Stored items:
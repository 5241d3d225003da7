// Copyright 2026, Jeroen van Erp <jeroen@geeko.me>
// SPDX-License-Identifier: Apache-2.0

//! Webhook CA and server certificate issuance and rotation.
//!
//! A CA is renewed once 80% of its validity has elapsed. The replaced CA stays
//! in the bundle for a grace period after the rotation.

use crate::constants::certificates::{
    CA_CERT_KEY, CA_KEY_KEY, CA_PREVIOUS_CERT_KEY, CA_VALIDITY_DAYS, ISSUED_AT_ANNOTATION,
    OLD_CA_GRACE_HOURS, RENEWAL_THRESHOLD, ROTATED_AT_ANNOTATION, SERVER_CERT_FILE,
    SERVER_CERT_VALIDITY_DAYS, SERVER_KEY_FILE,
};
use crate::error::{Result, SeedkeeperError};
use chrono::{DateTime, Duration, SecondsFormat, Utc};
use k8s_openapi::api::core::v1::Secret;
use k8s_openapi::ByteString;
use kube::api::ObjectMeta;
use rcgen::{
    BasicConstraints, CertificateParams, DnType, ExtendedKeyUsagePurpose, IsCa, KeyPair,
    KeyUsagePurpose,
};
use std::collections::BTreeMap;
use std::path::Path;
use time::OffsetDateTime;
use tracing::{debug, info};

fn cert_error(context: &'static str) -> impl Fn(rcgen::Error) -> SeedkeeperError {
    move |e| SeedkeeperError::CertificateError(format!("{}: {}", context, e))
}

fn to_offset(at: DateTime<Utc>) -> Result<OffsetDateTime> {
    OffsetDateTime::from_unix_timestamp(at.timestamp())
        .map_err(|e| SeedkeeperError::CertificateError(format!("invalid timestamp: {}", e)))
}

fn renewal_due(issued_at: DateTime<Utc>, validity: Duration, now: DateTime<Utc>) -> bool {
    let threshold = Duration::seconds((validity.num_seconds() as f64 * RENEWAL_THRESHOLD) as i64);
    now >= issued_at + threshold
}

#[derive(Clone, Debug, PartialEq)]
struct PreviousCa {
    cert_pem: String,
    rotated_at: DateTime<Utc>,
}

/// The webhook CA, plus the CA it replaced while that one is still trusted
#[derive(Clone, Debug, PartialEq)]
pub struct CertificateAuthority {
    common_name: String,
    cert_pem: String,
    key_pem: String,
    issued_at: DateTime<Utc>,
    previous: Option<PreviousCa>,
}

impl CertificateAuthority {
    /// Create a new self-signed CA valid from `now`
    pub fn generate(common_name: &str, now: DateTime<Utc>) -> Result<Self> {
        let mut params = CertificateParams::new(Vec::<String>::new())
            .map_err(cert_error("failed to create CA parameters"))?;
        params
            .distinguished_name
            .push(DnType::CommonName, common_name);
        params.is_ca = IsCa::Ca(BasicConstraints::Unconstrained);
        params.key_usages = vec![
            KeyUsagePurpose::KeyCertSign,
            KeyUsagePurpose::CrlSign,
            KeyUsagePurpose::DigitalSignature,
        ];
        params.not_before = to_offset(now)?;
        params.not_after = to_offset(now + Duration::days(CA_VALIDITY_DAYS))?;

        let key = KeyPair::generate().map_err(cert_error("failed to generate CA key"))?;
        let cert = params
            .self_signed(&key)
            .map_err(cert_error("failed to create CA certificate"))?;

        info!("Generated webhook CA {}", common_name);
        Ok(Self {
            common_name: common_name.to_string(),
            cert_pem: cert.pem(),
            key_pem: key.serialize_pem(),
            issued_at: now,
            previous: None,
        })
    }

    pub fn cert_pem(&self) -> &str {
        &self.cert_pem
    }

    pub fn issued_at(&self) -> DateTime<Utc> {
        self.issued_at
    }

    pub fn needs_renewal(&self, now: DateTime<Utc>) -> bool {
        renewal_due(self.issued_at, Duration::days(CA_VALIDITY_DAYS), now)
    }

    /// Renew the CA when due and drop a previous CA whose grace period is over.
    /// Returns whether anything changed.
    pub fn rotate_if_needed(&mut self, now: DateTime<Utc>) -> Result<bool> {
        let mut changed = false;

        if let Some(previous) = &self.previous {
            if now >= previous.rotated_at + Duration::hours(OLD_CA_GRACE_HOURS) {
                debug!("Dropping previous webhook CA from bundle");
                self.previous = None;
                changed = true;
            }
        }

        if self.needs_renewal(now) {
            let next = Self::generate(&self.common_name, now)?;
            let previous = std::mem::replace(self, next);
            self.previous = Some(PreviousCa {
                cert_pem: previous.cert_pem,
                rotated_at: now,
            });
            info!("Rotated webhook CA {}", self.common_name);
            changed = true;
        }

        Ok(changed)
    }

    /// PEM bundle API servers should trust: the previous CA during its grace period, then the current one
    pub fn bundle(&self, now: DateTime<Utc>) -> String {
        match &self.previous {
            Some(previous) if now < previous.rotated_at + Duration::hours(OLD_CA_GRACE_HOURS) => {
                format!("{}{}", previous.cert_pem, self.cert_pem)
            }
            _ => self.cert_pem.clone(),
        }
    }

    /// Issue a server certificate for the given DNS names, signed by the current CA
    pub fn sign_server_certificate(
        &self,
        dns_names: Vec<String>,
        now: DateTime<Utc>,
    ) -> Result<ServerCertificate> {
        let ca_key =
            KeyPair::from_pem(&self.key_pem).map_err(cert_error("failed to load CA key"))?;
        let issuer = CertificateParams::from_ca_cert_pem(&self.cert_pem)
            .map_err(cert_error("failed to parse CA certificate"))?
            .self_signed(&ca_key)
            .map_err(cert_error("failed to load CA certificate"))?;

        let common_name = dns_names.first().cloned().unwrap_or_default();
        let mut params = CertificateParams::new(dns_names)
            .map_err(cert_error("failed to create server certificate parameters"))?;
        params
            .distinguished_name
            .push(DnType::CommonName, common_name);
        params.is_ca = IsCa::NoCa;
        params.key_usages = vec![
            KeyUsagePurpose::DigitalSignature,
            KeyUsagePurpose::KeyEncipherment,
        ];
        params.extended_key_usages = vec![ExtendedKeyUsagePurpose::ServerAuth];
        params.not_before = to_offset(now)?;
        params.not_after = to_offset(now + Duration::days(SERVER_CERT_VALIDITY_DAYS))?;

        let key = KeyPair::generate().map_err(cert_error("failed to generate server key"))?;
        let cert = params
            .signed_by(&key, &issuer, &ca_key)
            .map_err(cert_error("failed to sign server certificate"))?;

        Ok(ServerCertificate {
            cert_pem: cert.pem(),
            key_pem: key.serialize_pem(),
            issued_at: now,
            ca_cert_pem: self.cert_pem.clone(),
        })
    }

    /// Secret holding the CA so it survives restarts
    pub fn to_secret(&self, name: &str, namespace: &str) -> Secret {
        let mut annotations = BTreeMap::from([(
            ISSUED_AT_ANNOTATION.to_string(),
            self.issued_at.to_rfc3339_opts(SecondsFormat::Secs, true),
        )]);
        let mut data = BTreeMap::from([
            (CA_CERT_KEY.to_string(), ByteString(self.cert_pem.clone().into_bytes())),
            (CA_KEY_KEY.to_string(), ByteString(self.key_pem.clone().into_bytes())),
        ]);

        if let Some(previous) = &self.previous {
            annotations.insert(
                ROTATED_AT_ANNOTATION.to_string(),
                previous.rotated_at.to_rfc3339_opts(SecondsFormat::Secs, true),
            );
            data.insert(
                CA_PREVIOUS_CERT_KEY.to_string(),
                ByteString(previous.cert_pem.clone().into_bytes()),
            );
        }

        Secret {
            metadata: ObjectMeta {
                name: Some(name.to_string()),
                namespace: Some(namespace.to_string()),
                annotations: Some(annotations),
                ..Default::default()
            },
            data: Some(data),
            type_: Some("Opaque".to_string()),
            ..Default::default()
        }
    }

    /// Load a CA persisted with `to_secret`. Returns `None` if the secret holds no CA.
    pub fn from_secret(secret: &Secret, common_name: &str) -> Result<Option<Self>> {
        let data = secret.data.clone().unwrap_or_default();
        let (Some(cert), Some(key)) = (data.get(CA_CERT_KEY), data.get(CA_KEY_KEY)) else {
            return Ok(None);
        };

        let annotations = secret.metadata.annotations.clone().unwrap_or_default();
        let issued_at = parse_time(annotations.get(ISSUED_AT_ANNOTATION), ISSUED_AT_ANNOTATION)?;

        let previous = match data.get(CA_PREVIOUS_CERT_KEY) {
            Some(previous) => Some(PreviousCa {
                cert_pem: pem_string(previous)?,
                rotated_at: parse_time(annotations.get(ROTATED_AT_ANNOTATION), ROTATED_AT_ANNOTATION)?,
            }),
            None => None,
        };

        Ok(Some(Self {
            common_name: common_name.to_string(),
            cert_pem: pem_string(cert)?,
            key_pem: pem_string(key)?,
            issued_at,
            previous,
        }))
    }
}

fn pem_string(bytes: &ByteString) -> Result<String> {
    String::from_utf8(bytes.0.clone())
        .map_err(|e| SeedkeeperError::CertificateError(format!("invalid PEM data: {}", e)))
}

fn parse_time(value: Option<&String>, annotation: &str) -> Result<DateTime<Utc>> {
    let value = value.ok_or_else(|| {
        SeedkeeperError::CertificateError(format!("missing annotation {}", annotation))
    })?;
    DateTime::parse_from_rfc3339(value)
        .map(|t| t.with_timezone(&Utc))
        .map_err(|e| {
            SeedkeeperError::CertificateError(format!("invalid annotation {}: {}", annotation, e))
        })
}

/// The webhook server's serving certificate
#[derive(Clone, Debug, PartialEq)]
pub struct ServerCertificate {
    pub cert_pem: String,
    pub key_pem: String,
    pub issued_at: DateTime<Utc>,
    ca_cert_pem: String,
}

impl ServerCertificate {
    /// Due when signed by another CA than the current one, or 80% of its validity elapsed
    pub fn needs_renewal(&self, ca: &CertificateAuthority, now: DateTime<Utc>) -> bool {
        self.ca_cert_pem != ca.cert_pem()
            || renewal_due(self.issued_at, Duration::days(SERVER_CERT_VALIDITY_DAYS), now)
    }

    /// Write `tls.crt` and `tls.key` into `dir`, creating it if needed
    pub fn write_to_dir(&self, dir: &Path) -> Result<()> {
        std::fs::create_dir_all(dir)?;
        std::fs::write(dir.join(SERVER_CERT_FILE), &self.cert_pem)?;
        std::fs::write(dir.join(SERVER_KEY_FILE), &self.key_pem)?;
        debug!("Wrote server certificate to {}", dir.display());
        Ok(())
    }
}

• What you will do
Output exactly the lines of the records from the first through the one bearing "use k8s_openapi::api::core::v1::Secret;", both ends included.

• Response for this exercise
repository 5241d3d225003da7
// Copyright 2026, Jeroen van Erp <jeroen@geeko.me>
// SPDX-License-Identifier: Apache-2.0

//! Webhook CA and server certificate issuance and rotation.
//!
//! A CA is renewed once 80% of its validity has elapsed. The replaced CA stays
//! in the bundle for a grace period after the rotation.

use crate::constants::certificates::{
    CA_CERT_KEY, CA_KEY_KEY, CA_PREVIOUS_CERT_KEY, CA_VALIDITY_DAYS, ISSUED_AT_ANNOTATION,
    OLD_CA_GRACE_HOURS, RENEWAL_THRESHOLD, ROTATED_AT_ANNOTATION, SERVER_CERT_FILE,
    SERVER_CERT_VALIDITY_DAYS, SERVER_KEY_FILE,
};
use crate::error::{Result, SeedkeeperError};
use chrono::{DateTime, Duration, SecondsFormat, Utc};
use k8s_openapi::api::core::v1::Secret;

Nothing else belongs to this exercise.